Since the behavior of the model in the second phase should not initially stray too far from the behavior of the expert system (dqfd, ), we do not have to worry about executing any exceptionally poor query plans. Additionally, since the second training phase only needs to fine-tune an already-performant model, the delayed reward signal is of far less consequence. In fact, the initial behavior of the model may outpeform the traditional query optimizer in certain circumstances, for example if the trained model were to observe a systemic error in the performance of traditional optimizer, such as the traditional optimizer handling two similar situations in two significantly different ways, one of which causes substantially increased query latency. In this case, the trained model may automatically avoid the errors of the traditional optimizer (which has no capability to learn from its mistakes) through observation alone.

An important issue here is that, since the experience collected based on the traditional optimizer is necessarily covering a narrow part of the action space (it excludes “bad” plans, and thus also excludes the corresponding sequence of actions that would produce them), many state-actions have never been taken and have no training data to ground them to realistic cost. For instance, a nested-loop-join or a table scan may never/rarely be picked by the traditional optimizer for a particular workload/database and hence the model does not learn how to evaluate these actions correctly. However, since the model is trained on experiences containing significantly faster execution plans, there is no reason for the model to attempt to explore these extremely poor plans.

Experimental results from other problem domains (e.g. arcade games and a few systems applications) (dqfd, ; demonstration, ; lift, ), show that deep reinforcement learning agents which initially learn from demonstration can master tasks with significantly less training time than their tabula rasa counterparts. This result holds even when the expert is flawed (e.g. when the expert is a human player who does not know a particular shortcut or strategy), implying that learning-from-demonstration techniques can improve upon, and not just imitate, existing expert systems.

4.2. Cost Model Bootstrapping

Figure 3. Cost Model Bootstrapping

A traditional, but still widely used and researched, approach to improving the performance of reinforcement learning algorithms on problems when the performance indicator (reward) is only available at the end of an episode (i.e., sparse) is to craft a heuristic reward function. This heuristic reward function estimates the utility of a given state using a heuristic constructed by a human being: for example, when a robot is learning to navigate a maze, it may use an “as-the-crow-flies” heuristic to estimate its proximity to the maze’s exit. In the game of chess, a popular heuristic to evaluate the value of a particular board position is to count the number of pieces captured by both sides.
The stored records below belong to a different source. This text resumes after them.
//! Job payloads relayed to the pipeline.
//!
//! Both payloads carry the server-verified caller email. The only
//! constructors take the email as a separate argument from the validated
//! draft, so a client-supplied identity field can never reach a job.

use sceneflow_core::options::{AgeRange, CameraShot, Gender, Mood, VisualStyle};
use sceneflow_core::validation::{CharacterDraft, SceneDraft};
use serde::Serialize;

/// A character generation job.
#[derive(Debug, Clone, Serialize)]
pub struct CharacterJob {
    pub avatar_name: String,
    pub user_description: String,
    pub visual_style: VisualStyle,
    pub gender: Gender,
    pub age_range: AgeRange,
    pub user_email: String,
}

impl CharacterJob {
    pub fn new(draft: CharacterDraft, user_email: String) -> Self {
        Self {
            avatar_name: draft.avatar_name,
            user_description: draft.user_description,
            visual_style: draft.visual_style,
            gender: draft.gender,
            age_range: draft.age_range,
            user_email,
        }
    }
}

/// A scene generation job.
#[derive(Debug, Clone, Serialize)]
pub struct SceneJob {
    pub avatar_name: String,
    pub scene_name: String,
    pub action: String,
    pub location: String,
    pub mood_atmosphere: Mood,
    pub camera_shot: CameraShot,
    pub visual_style: VisualStyle,
    pub user_email: String,
}

impl SceneJob {
    pub fn new(draft: SceneDraft, user_email: String) -> Self {
        Self {
            avatar_name: draft.avatar_name,
            scene_name: draft.scene_name,
            action: draft.action,
            location: draft.location,
            mood_atmosphere: draft.mood_atmosphere,
            camera_shot: draft.camera_shot,
            visual_style: draft.visual_style,
            user_email,
        }
    }
}

#[cfg(test)]
mod tests {
    use super::*;

    #[test]
    fn test_job_serializes_labels_and_email() {
        let draft = CharacterDraft {
            avatar_name: "Mira".to_string(),
            user_description: "a cartographer".to_string(),
            visual_style: VisualStyle::StudioGhibli,
            gender: Gender::Female,
            age_range: AgeRange::YoungAdult,
        };
        let job = CharacterJob::new(draft, "a@example.com".to_string());
        let json = serde_json::to_value(&job).unwrap();

        assert_eq!(json["visual_style"], "Studio Ghibli");
        assert_eq!(json["age_range"], "Young Adult (18-25)");
        assert_eq!(json["user_email"], "a@example.com");
    }
}
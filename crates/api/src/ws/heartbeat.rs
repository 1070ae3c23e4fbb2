use std::sync::Arc;
use std::time::Duration;

use crate::ws::manager::WsManager;

/// Interval between heartbeat pings (in seconds).
const HEARTBEAT_INTERVAL_SECS: u64 = 30;

/// Spawn a background task that sends periodic Ping frames to all connected
/// WebSocket clients.
///
/// The task runs until aborted; the returned `JoinHandle` is kept by the
/// binary so shutdown can stop it explicitly.
pub fn start_heartbeat(ws_manager: Arc<WsManager>) -> tokio::task::JoinHandle<()> {
    tokio::spawn(async move {
        let mut interval = tokio::time::interval(Duration::from_secs(HEARTBEAT_INTERVAL_SECS));

        loop {
            interval.tick().await;
            let count = ws_manager.connection_count().await;
            tracing::debug!(count, "WebSocket heartbeat ping");
            ws_manager.ping_all().await;
        }
    })
}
Sometimes, this heuristic may be incorrect (e.g., it may rate a dead-end very near the exit as a desirable position, or it may highly-rate a board position in which many pieces have been captured but the opponent has an obvious winning move), but in general there is a strong relationship between the value of the heuristic function and the actual reward.

Luckily, the database community has invested significant effort into designing optimizer cost functions, which can be used for exactly this purpose. While not perfect, modern cost models, like “as-the-crow-flies” distance, can normally differentiate between good and catastrophic actions. We thus propose using these cost models as heuristic reward functions. This approach, depicted in Figure 3, involves initially using the optimizer’s cost model as a reward signal (Phase 1) and then, once training has converged, switching the reward signal to the observed query latency (Phase 2). In this way, the optimizer’s cost model acts as “training wheels,” allowing the DRL model to explore strategies that produce catastrophic query plans without having to execute them. Once the DRL model has stabilized and starts to pick predominately good plans, the “training wheels” can be removed and the DRL model can fine-tune itself using the “true” reward signal, query latency.

Cost model bootstrapping brings about a number of complications which require further exploration by the database community. Generally, an optimizer’s cost model output is a unitless value, meant to compare alternative query plans but not meant to directly correlate with execution latency. For example, an optimizer’s cost estimate for a set of query plans may range from 10 to 50, but the latency of these query plans may range from 100s to 200s. Switching the range of the reward signal from 10-50 to 100-200 will cause the DRL model to assume that its performance has suddenly decreased333

The change in variance will also have a significant detrimental effect 

(batchnorm, ). (the DRL model was getting query plans with costs in the range 10-50 in Phase 1, and at the start of Phase 2 the costs suddenly jump to be in range 100-200). This sudden change could cause the DRL model to begin exploring previously-discarded strategies, requiring the execution of poor execution plans.

One way to potentially fix this issue would be to tune the units of the cost model to more precisely match execution latency, but the presence of cardinality estimation errors makes this difficult (howgood, ). Instead of adjusting the optimizer’s estimates to match the query latency, another approach could be to adjust the query latency to match the optimizer cost. This could be implemented by simply scaling the query latency observed in Phase 2 to fall within the range of cost model estimates observed in Phase 1.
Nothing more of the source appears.